Write out, from the entries below, exactly the lines that run between the lines holding "use goldbook_core::CustomerId;" and "valued in money.", inclusive, and stop there.
Data for the task section start
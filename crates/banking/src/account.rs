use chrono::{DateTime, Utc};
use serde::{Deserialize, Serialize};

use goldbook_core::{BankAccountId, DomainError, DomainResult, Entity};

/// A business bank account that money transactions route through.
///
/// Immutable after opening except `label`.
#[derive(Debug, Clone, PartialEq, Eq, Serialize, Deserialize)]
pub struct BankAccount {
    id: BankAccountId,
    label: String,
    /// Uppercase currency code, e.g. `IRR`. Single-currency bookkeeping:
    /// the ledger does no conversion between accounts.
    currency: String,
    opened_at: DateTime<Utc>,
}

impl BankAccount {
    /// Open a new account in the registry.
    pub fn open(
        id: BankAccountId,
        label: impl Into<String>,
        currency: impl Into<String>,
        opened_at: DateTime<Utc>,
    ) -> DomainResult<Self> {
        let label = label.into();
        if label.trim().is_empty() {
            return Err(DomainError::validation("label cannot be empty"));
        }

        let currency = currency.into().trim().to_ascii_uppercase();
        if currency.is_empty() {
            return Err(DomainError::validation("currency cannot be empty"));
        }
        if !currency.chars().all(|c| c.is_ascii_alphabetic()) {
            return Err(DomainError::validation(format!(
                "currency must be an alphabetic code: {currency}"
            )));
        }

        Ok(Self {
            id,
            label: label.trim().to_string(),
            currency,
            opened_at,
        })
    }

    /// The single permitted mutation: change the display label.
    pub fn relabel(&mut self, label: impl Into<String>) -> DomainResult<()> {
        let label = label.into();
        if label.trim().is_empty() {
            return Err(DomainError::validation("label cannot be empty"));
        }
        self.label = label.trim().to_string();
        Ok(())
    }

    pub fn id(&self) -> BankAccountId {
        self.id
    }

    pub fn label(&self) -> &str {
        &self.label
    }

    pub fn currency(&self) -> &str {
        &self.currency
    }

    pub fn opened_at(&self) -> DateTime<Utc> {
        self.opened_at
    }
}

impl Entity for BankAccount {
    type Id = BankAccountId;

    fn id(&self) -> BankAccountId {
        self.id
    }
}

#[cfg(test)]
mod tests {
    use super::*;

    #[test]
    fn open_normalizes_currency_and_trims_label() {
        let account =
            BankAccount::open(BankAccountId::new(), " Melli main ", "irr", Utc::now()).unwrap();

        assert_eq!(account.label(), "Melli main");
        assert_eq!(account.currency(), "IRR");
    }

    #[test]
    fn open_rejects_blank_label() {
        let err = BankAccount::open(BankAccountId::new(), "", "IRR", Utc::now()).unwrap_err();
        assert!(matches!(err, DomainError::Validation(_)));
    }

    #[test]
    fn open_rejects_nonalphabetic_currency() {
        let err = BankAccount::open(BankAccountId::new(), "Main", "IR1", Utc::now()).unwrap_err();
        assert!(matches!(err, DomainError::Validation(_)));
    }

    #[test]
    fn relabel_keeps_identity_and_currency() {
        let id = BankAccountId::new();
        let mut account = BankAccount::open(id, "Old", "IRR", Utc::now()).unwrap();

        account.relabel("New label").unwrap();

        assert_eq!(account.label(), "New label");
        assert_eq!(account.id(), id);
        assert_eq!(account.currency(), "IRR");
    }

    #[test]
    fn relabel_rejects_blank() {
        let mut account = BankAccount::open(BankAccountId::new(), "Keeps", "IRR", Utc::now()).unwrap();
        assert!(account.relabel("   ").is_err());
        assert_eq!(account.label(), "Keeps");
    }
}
Data for the task section end
Data for the task section start
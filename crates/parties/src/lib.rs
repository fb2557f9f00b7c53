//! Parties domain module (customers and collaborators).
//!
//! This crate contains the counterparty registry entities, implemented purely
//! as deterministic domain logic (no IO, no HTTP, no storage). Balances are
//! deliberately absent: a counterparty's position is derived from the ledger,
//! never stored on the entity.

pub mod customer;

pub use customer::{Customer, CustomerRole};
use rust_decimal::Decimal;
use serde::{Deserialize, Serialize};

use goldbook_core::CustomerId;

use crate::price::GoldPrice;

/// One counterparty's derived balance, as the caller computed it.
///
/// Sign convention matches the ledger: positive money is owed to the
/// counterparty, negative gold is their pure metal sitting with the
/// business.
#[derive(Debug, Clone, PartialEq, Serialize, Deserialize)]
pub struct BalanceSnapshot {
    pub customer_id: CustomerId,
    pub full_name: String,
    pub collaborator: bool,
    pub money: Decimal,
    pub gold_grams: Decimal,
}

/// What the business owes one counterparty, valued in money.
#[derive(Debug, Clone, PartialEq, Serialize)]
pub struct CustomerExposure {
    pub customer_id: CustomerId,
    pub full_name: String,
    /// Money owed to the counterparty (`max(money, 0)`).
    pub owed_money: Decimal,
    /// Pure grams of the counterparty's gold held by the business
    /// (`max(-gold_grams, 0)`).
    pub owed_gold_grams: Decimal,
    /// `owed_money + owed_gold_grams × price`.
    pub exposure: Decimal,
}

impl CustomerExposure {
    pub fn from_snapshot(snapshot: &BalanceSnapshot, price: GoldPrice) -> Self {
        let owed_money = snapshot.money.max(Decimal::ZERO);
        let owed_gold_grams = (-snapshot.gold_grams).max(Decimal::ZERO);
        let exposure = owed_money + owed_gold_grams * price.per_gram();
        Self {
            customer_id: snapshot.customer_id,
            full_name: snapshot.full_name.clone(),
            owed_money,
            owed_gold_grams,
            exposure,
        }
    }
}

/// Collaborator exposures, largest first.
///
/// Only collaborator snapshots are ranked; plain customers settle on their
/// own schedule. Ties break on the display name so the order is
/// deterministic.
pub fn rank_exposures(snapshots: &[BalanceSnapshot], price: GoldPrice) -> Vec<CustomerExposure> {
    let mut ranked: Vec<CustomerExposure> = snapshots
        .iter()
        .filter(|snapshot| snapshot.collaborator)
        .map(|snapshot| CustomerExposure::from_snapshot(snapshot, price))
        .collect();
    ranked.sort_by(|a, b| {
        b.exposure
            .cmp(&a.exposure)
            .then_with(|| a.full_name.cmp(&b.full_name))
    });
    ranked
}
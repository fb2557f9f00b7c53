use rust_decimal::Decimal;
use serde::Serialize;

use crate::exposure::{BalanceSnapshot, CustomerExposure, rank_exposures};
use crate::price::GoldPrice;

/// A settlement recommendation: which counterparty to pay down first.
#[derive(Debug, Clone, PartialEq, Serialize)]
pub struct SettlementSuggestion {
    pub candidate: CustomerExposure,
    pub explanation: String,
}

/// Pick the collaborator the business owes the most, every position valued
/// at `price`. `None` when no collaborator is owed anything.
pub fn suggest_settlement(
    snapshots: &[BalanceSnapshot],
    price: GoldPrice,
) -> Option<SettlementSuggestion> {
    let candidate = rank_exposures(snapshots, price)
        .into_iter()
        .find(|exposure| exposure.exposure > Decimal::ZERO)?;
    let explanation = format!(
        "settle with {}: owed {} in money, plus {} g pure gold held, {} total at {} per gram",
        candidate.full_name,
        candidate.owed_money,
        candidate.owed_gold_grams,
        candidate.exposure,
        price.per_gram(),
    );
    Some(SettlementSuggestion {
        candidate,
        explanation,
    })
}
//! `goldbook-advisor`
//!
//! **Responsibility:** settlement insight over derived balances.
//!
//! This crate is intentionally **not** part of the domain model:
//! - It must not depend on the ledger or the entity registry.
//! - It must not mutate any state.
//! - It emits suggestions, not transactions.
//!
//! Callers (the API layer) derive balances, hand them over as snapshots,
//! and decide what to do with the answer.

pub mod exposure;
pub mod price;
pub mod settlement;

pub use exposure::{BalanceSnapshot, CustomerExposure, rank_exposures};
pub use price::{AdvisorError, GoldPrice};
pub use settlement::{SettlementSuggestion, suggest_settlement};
Data for the task section end
Answer box =>
use goldbook_core::CustomerId;

use crate::price::GoldPrice;

/// One counterparty's derived balance, as the caller computed it.
///
/// Sign convention matches the ledger: positive money is owed to the
/// counterparty, negative gold is their pure metal sitting with the
/// business.
#[derive(Debug, Clone, PartialEq, Serialize, Deserialize)]
pub struct BalanceSnapshot {
    pub customer_id: CustomerId,
    pub full_name: String,
    pub collaborator: bool,
    pub money: Decimal,
    pub gold_grams: Decimal,
}

/// What the business owes one counterparty, valued in money.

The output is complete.